YOUR GOAL:
Among the entries below, find the lines that hold the word "SummaryOutcome" and report them.

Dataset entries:
------------------------------------------------------------
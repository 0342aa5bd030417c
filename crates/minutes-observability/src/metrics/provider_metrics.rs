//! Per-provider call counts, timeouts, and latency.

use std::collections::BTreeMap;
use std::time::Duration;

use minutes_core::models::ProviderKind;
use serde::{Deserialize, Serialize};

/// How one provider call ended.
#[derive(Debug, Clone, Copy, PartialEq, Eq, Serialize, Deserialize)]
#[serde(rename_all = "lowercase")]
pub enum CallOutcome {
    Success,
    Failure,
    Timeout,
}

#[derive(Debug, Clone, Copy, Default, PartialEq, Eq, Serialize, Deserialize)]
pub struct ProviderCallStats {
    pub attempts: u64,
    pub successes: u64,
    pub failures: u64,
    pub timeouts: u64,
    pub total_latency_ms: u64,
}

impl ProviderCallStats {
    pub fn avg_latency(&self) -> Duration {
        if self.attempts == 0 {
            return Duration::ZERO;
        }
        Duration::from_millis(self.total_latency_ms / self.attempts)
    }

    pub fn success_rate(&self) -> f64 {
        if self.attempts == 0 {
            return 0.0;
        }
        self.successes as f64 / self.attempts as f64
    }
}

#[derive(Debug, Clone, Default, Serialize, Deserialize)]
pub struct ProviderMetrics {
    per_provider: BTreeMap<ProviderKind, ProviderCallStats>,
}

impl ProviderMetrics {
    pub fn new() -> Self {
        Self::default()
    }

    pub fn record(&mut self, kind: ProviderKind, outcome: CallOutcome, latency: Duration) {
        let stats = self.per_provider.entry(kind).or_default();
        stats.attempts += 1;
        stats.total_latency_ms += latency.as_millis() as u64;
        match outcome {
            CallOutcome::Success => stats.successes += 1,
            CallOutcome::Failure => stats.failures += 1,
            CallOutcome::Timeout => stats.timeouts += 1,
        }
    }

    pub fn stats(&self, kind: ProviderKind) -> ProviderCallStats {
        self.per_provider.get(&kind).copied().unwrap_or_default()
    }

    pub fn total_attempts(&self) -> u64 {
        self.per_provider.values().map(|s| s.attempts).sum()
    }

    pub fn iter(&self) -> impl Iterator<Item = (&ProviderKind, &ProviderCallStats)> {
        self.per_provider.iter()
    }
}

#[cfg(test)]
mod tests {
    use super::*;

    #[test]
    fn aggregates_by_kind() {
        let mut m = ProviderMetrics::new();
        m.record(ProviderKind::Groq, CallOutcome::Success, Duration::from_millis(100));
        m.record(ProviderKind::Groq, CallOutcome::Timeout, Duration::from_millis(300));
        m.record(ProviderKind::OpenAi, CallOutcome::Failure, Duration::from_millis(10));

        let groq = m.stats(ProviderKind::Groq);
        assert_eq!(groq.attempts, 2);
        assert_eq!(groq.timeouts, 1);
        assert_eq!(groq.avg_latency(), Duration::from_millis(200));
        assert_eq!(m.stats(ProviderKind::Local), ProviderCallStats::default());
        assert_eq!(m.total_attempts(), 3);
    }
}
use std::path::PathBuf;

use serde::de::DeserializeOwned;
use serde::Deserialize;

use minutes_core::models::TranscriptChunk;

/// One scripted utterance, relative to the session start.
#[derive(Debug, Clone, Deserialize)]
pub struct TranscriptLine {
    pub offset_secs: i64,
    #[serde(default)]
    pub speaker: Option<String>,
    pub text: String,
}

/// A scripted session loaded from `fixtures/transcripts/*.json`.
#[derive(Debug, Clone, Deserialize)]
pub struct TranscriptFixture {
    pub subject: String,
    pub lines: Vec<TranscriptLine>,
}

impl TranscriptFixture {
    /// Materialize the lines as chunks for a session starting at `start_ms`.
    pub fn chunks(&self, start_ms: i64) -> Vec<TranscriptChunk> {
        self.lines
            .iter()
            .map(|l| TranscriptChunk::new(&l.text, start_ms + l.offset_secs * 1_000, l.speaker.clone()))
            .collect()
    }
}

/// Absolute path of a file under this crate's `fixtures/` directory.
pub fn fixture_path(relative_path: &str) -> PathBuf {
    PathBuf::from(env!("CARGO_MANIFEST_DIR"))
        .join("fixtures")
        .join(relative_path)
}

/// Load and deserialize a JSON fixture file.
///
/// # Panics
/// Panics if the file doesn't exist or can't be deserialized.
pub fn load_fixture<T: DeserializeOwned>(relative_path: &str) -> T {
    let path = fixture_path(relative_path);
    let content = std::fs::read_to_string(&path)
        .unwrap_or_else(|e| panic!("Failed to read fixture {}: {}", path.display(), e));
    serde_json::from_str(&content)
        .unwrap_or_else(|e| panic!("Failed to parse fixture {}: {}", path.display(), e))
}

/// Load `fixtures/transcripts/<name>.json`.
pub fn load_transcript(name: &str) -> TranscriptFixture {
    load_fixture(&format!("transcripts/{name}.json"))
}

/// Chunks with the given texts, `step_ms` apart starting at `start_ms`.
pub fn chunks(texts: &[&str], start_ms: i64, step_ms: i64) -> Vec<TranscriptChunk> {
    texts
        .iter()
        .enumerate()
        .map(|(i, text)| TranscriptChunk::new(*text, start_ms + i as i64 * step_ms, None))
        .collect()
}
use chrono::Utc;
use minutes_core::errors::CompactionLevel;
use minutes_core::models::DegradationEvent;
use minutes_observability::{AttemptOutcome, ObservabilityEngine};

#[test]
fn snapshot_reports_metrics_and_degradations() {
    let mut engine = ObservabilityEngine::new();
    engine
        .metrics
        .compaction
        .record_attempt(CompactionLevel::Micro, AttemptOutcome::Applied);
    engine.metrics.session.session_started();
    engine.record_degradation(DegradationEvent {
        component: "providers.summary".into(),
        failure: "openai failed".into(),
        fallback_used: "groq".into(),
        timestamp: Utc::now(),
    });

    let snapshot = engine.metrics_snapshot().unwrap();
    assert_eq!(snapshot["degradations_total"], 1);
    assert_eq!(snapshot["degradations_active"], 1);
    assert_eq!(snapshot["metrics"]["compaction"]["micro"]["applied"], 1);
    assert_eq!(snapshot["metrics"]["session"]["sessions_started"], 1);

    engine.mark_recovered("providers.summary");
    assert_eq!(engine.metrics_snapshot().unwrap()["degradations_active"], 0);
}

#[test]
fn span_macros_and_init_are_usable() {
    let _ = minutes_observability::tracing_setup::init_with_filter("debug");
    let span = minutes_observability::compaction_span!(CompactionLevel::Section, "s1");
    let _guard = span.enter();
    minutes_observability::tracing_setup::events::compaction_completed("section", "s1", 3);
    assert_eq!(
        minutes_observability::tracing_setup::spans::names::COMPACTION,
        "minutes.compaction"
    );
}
------------------------------------------------------------
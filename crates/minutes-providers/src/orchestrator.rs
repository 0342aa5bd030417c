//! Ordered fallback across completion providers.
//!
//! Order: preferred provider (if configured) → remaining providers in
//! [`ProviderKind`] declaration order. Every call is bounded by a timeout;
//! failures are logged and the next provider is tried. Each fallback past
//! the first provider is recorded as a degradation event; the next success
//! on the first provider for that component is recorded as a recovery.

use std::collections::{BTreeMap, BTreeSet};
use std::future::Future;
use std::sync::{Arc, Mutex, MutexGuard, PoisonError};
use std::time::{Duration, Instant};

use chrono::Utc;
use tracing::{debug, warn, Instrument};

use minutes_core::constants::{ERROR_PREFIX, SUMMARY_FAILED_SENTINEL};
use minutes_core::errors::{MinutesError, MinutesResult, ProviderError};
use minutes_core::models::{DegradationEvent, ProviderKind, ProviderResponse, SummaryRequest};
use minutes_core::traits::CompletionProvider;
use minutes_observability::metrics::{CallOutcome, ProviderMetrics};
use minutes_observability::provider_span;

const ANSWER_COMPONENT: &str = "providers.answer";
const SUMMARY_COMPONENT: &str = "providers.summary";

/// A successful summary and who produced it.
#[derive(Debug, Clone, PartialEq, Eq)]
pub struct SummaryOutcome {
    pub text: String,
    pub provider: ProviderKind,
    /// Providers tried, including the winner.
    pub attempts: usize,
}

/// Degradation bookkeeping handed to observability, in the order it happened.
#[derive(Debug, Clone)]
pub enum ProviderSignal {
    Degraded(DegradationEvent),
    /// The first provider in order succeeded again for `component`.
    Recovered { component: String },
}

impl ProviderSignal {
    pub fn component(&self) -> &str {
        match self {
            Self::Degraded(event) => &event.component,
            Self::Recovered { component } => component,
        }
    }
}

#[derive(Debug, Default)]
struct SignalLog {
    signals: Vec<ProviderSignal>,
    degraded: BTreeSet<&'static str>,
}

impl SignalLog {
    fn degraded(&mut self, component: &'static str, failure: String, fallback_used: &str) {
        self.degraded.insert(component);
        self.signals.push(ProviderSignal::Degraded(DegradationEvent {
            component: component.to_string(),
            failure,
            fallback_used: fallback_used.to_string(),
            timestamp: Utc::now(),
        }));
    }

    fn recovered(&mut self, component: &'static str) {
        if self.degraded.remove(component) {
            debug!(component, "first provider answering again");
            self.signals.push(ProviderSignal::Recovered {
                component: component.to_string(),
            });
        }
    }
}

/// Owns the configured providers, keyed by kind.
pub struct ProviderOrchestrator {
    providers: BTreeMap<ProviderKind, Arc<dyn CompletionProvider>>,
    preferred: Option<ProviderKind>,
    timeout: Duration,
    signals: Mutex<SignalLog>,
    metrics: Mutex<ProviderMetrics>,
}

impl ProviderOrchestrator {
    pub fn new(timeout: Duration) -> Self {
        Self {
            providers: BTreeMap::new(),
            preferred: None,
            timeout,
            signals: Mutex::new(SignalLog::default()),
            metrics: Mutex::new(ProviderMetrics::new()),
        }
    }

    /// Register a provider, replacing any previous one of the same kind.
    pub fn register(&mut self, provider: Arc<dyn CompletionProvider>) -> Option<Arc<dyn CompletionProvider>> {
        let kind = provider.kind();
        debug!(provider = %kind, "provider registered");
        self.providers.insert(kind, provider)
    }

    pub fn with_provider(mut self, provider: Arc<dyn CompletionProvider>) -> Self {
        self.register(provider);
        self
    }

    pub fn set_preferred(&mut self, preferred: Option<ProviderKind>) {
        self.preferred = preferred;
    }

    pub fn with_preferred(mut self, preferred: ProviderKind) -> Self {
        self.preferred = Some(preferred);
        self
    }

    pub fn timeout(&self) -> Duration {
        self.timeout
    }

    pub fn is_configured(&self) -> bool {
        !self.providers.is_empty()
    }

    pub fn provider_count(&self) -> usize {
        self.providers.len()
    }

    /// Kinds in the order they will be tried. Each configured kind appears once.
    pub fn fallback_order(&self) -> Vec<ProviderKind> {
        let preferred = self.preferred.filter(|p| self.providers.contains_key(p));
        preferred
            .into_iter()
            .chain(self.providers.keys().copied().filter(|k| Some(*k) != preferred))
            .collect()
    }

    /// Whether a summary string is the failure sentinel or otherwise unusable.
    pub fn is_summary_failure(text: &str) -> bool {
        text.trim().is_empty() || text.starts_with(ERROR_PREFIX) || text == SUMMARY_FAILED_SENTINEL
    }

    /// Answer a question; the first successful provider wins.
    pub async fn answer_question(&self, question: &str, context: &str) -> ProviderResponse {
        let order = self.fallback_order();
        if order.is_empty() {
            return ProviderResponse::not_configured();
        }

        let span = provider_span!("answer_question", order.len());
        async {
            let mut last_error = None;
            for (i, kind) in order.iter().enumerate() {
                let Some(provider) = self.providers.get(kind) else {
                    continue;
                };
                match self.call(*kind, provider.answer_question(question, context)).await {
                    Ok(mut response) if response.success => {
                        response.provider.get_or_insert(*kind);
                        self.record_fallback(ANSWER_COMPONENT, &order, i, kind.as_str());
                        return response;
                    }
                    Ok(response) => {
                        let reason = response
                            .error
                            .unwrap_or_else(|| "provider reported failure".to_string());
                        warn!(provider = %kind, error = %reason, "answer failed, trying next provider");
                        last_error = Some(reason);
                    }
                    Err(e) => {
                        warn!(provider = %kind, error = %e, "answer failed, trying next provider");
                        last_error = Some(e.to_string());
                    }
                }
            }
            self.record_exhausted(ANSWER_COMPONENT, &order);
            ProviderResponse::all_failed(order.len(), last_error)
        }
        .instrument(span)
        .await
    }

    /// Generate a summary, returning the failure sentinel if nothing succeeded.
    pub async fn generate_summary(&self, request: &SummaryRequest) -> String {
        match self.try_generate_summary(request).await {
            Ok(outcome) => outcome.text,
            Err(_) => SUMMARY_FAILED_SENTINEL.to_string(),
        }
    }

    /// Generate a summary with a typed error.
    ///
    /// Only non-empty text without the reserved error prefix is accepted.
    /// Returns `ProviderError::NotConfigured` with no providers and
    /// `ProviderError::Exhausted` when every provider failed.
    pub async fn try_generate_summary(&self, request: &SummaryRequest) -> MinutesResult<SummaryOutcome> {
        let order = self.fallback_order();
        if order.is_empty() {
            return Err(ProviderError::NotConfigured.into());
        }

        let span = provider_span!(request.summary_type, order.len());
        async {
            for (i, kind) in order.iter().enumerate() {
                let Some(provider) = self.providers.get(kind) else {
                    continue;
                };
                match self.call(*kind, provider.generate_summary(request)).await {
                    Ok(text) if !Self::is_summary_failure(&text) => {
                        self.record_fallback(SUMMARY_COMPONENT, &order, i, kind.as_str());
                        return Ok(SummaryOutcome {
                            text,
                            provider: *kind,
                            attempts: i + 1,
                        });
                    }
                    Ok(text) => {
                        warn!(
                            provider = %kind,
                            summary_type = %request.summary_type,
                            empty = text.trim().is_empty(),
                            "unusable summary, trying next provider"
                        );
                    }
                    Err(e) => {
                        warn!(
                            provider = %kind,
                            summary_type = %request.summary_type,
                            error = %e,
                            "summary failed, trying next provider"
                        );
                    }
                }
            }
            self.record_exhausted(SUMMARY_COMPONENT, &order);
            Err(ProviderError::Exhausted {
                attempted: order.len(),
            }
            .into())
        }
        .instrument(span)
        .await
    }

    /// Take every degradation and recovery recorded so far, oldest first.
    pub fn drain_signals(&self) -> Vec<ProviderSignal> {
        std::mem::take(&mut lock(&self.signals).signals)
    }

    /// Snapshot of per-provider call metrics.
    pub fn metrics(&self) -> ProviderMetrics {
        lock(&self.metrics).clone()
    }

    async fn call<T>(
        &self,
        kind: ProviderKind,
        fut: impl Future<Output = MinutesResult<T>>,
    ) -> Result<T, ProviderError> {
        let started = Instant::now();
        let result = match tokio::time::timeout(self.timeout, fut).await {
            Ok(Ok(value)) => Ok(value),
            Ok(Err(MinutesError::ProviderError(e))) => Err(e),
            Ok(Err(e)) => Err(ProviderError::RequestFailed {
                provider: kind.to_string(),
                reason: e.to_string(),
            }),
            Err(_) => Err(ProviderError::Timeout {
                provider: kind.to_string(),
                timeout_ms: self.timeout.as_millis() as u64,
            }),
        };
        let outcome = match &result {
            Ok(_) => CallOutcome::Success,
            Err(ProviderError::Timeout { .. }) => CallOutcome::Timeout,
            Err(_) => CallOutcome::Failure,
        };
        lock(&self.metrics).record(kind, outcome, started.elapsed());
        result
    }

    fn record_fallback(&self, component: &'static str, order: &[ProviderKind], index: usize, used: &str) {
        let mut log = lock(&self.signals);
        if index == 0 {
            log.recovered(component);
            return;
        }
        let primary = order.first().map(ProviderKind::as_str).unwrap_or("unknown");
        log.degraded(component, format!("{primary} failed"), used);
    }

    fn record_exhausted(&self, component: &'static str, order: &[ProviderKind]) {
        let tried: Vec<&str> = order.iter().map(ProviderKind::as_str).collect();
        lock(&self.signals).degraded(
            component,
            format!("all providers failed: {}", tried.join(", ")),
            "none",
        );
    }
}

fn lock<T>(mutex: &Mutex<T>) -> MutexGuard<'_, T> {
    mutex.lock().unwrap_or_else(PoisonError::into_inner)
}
------------------------------------------------------------
ANSWER SECTION:
pub struct SummaryOutcome {
    pub async fn try_generate_summary(&self, request: &SummaryRequest) -> MinutesResult<SummaryOutcome> {
                        return Ok(SummaryOutcome {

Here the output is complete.